Pour demain, Maurice veut installer quatre palettes l'une sur l'autre afin d'y poser quatre grandes caisses pour pouvoir y mettre des légumes à pousser au printemps prochain et prévoir un autre carré de jardin.

Il faut dire que la terre de Bretagne est exceptionnelle au niveau du rendement. J'ai mis cet été le long du mur sans haie des plants de courgettes avec l'aide de Nelly et maintenant je vais pouvoir en cueillir les gros fruits. Les œillets et les roses d'inde que j'avais plantés dans ce carré ont doublé de volume.

J'avais également semé des graines de salades le long de la maison au milieu des fleurs et Maurice a empilé des palettes sur lesquelles il a mis des caisses pleine de terre et à hauteur de fauteuil, j'ai pu ainsi replanter les salades.

Je suis allée couper la 'salade à couper' et j'ai ainsi obtenu une excellente salade pour la semaine... magnifique !

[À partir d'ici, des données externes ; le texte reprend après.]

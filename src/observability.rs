use anyhow::Result;
use tracing_subscriber::{EnvFilter, Layer, fmt, layer::SubscriberExt, util::SubscriberInitExt};

/// Initialize tracing and logging
///
/// Structured JSON output when ENVIRONMENT=production, pretty console
/// output otherwise. Log levels come from RUST_LOG, falling back to the
/// configured level.
pub fn init_observability(service_name: &str, service_version: &str, log_level: &str) -> Result<()> {
    let env_filter =
        EnvFilter::try_from_default_env().unwrap_or_else(|_| EnvFilter::new(log_level));

    let is_production = std::env::var("ENVIRONMENT")
        .map(|env| env == "production")
        .unwrap_or(false);

    if is_production {
        tracing_subscriber::registry()
            .with(fmt::layer().json().with_filter(env_filter))
            .try_init()?;
    } else {
        tracing_subscriber::registry()
            .with(
                fmt::layer()
                    .with_target(true)
                    .with_line_number(true)
                    .with_filter(env_filter),
            )
            .try_init()?;
    }

    tracing::info!(
        service.name = service_name,
        service.version = service_version,
        "Observability initialized"
    );

    Ok(())
}
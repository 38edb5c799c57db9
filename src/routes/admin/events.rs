//! Admin moderation route handlers

use afisha_event::{RejectEventInput, Status};
use afisha_shared::Actor;
use axum::{
    Extension, Json,
    extract::{Path, Query, State},
    http::StatusCode,
};
use serde::Deserialize;

use crate::error::{AppError, AppResult};
use crate::routes::AppState;
use crate::routes::events::{EventResponse, attach_categories};

const DEFAULT_PAGE_SIZE: u64 = 100;
const MAX_PAGE_SIZE: u64 = 200;

#[derive(Debug, Deserialize)]
pub struct ModerationListQuery {
    pub status: Option<Status>,
    pub limit: Option<u64>,
    pub offset: Option<u64>,
}

/// GET /admin/events - moderation queue by default
pub async fn list(
    State(state): State<AppState>,
    Query(query): Query<ModerationListQuery>,
) -> AppResult<Json<Vec<EventResponse>>> {
    let status = query.status.or(Some(Status::PendingModeration));

    let rows = state
        .event_query
        .admin_list(
            status,
            query.limit.unwrap_or(DEFAULT_PAGE_SIZE).min(MAX_PAGE_SIZE),
            query.offset.unwrap_or(0),
        )
        .await
        .map_err(AppError::Internal)?;

    Ok(Json(attach_categories(&state, rows).await?))
}

/// POST /admin/events/{id}/publish
pub async fn publish(
    State(state): State<AppState>,
    Extension(actor): Extension<Actor>,
    Path(id): Path<String>,
) -> AppResult<Json<EventResponse>> {
    let row = state.event.publish(&actor, id).await?;

    tracing::info!(event_id = %row.id, admin_id = %actor.id, "event published");

    let mut events = attach_categories(&state, vec![row]).await?;

    Ok(Json(events.remove(0)))
}

/// POST /admin/events/{id}/reject - moderation comment required
pub async fn reject(
    State(state): State<AppState>,
    Extension(actor): Extension<Actor>,
    Path(id): Path<String>,
    Json(input): Json<RejectEventInput>,
) -> AppResult<Json<EventResponse>> {
    let row = state.event.reject(&actor, id, input).await?;

    tracing::info!(event_id = %row.id, admin_id = %actor.id, "event rejected");

    let mut events = attach_categories(&state, vec![row]).await?;

    Ok(Json(events.remove(0)))
}

/// DELETE /admin/events/{id} - hard delete, any status
pub async fn delete(
    State(state): State<AppState>,
    Extension(actor): Extension<Actor>,
    Path(id): Path<String>,
) -> AppResult<StatusCode> {
    state.event.delete(&actor, id).await?;

    Ok(StatusCode::NO_CONTENT)
}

De plus, je me réjouis chaque jour de ma récolte d'œufs dans le pondoir à portée de main juste au bas de la rampe. Pour l'instant seules deux poules sont actives mais la troisième ne devrait plus tarder. Elle a perdu son plumage juvénile mais sa crête n'est pas encore totalement formée bien qu'elle devienne écarlate... ce n'est plus qu'une question de jours.

Tout cela pour dire que malgré notre mauvais état de santé nous tâchons encore et toujours de profiter de la moindre seconde de joie simple... et sortons de la profondeur de nous-même jusqu'à la moindre miette de force pour continuer à avancer vers nos rêves les plus fous.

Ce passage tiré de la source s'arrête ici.